Il Partito popolare europeo
(PPE) ha oggi manifestato la propria ''ferma condanna'' dell'espulsione dall'Avana
del responsabile della politica estera del
Partito Popolare spagnolo, Jorge Moragas, e di due deputati olandesi, ribadendo la richiesta della
''immediata liberazione dei prigionieri
politici'' a Cuba. In una risoluzione sulla situazione politica all'Avana, il
PPE ha rifiutato la possibilità di ''ammorbidire o indebolire'' la 'posizione
comune' che l'UE mantiene nei confronti di Cuba, oltre alle misure decise nel
giugno del 2003, dopo la fucilazione di tre giovani nell'isola. E il governo
spagnolo, sempre oggi, ha chiesto a Fidel Castro ''la liberazione di alcuni
detenuti politici'' per consentire a Madrid di favorire una nuova politica
dell'UE nei confronti dell'isola. Le espulsioni hanno provocato una levata di
scudi contro la politica del premier José Luís Rodríguez Zapatero, che vorrebbe
ammorbidire la linea europea in cambio di ''gesti'' da parte di Castro.
In Italia, sono stati rinviati
tutti a giudizio i 17 imputati nel procedimento contro le BR in corso nell'aula
bunker nel carcere di Rebibbia a Roma. Rinviati a giudizio anche i fratelli
Viscido per i quali la procura aveva chiesto l'archiviazione e la brigatista Federica Saraceni per
l'omicidio D'Antona. Il processo comincerà il 17 febbraio a Roma.

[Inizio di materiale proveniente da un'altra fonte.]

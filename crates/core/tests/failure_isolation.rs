//! Integration tests for failure isolation between processes.
//!
//! A panicking or hanging syncer call must only affect its own process,
//! and no process may ever have two syncer calls in flight.

mod common;

use common::*;
use pv_core::syncer::mock::{MockBehavior, MockConfig, MockSyncer};
use pv_core::{ManagerError, ProcessUpdate, TerminateOptions};
use pv_protocol::{ProcessState, SyncPhase};
use std::time::Duration;

#[tokio::test(flavor = "multi_thread", worker_threads = 4)]
async fn test_panicking_syncer_is_isolated() {
    init_tracing();
    let syncer = MockSyncer::new();
    let (manager, _sink) = create_test_manager(syncer.clone(), create_test_config());
    let boom = pid("boom");

    create_process(
        &manager,
        "boom",
        MockConfig::healthy("boom").with_sync(MockBehavior::Panic),
    );
    for i in 0..5 {
        create_healthy_process(&manager, &format!("ok-{}", i));
    }

    assert!(
        eventually(WAIT, || manager
            .get_process_status(&boom)
            .is_some_and(|s| s.error_count >= 3))
        .await,
        "panics should be retried and counted"
    );

    let status = manager.get_process_status(&boom).unwrap();
    assert_eq!(status.state, ProcessState::Starting);
    assert!(status
        .last_error
        .as_deref()
        .is_some_and(|e| e.contains("syncer panicked")));

    for i in 0..5 {
        let id = pid(&format!("ok-{}", i));
        assert!(wait_for_state(&manager, &id, ProcessState::Syncing).await);
        let before = syncer.call_count(&id, SyncPhase::Sync);
        assert!(
            eventually(WAIT, || syncer.call_count(&id, SyncPhase::Sync) > before).await,
            "healthy processes keep resyncing"
        );
    }

    // The panicking process can still be terminated.
    manager
        .update_process(ProcessUpdate::terminate(boom.clone(), TerminateOptions::new()))
        .unwrap();
    assert!(wait_for_state(&manager, &boom, ProcessState::Finished).await);
    assert_eq!(syncer.max_concurrency(&boom), 1);
}

#[tokio::test(flavor = "multi_thread", worker_threads = 4)]
async fn test_hanging_syncer_is_isolated() {
    let syncer = MockSyncer::new();
    let (manager, _sink) = create_test_manager(syncer.clone(), create_test_config());
    let hung = pid("hung");

    create_process(
        &manager,
        "hung",
        MockConfig::healthy("hung").with_sync(MockBehavior::Hang),
    );
    create_healthy_process(&manager, "ok");

    let ok = pid("ok");
    assert!(wait_for_state(&manager, &ok, ProcessState::Syncing).await);
    assert!(eventually(WAIT, || syncer.call_count(&ok, SyncPhase::Sync) >= 3).await);

    let status = manager.get_process_status(&hung).unwrap();
    assert_eq!(status.state, ProcessState::Starting);
    assert!(status.working);
    assert_eq!(syncer.call_count(&hung, SyncPhase::Sync), 1);

    // Termination is recorded even though the hung call never returns.
    manager
        .update_process(ProcessUpdate::terminate(hung.clone(), TerminateOptions::new()))
        .unwrap();
    assert_eq!(
        manager.get_process_status(&hung).unwrap().state,
        ProcessState::Terminating
    );

    manager
        .update_process(ProcessUpdate::terminate(ok.clone(), TerminateOptions::new()))
        .unwrap();
    assert!(wait_for_state(&manager, &ok, ProcessState::Finished).await);

    match manager.shutdown(Duration::from_millis(200)).await {
        Err(ManagerError::ShutdownIncomplete { unfinished }) => {
            let ids: Vec<_> = unfinished.iter().map(|u| u.id.clone()).collect();
            assert_eq!(ids, vec![hung.clone()]);
        }
        other => panic!("Expected ShutdownIncomplete, got {:?}", other),
    }
    assert_eq!(syncer.call_count(&hung, SyncPhase::Terminating), 0);
}

#[tokio::test(flavor = "multi_thread", worker_threads = 4)]
async fn test_at_most_one_call_in_flight_per_process() {
    let syncer = MockSyncer::new();
    let (manager, _sink) = create_test_manager(syncer.clone(), create_test_config());
    let slow = || {
        MockConfig::healthy("slow")
            .with_sync(MockBehavior::Slow(Duration::from_millis(2)))
            .with_terminating(MockBehavior::Slow(Duration::from_millis(2)))
    };

    let ids: Vec<_> = (0..20).map(|i| pid(&format!("p{}", i))).collect();
    for id in &ids {
        manager
            .update_process(ProcessUpdate::create(id.clone(), slow()))
            .unwrap();
    }

    let mut hammers = Vec::new();
    for t in 0..4 {
        let manager = manager.clone();
        let ids = ids.clone();
        hammers.push(tokio::spawn(async move {
            for round in 0..50 {
                for id in &ids {
                    let update = if (round + t) % 3 == 0 {
                        ProcessUpdate::sync(id.clone())
                    } else {
                        ProcessUpdate::update(
                            id.clone(),
                            MockConfig::healthy(format!("r{}", round))
                                .with_sync(MockBehavior::Slow(Duration::from_millis(1))),
                        )
                    };
                    manager.update_process(update).unwrap();
                }
                tokio::task::yield_now().await;
            }
        }));
    }
    for hammer in hammers {
        hammer.await.unwrap();
    }

    // Terminate half of them mid-flight, with shrinking grace periods.
    for id in ids.iter().step_by(2) {
        for grace in [30, 10, 2] {
            manager
                .update_process(ProcessUpdate::terminate(
                    id.clone(),
                    TerminateOptions::new().with_grace_period_secs(grace),
                ))
                .unwrap();
        }
    }
    for id in ids.iter().step_by(2) {
        assert!(wait_for_state(&manager, id, ProcessState::Finished).await);
    }

    manager.shutdown(WAIT).await.unwrap();

    assert!(!syncer.calls().is_empty());
    assert_eq!(syncer.max_concurrency_any(), 1);
}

Il presidente uscente afghano
Hamid Karzai è sempre in testa, con il 61,8% dei voti, dopo lo spoglio di un quarto delle schede, secondo
risultati preliminari sui risultati
delle presidenziali del 9 ottobre diffusi oggi dalla commissione elettorale.
Secondo il sito internet della commissione, che riunisce rappresentanti delle autorità afghane e
delle Nazioni Unite, poco dopo le 09:20
(le 06:50 in Italia), l'organismo aveva
ricevuto risultati preliminari di 33 province su 34 pari al 24,4% dei voti. Il candidato
''indipendente'' pashtun Karzai otteneva il 61,8% dei voti, seguito dal suo ex
ministro dell'educazione, il tagiko Yunus Qanuni (18,2%), dai signori della
guerra uzbeko Abdul Rashid Dostum (8,5%9 e hazara Mohammed Mohaqiq (4,5%) e
dall'unica donna candidata, Massuda Jalal
(1,1%). I pashtun sono l'etnia maggioritaria in Afghanistan (40%),
seguiti da tagiki (25), hazara (12) e uzbeki (10).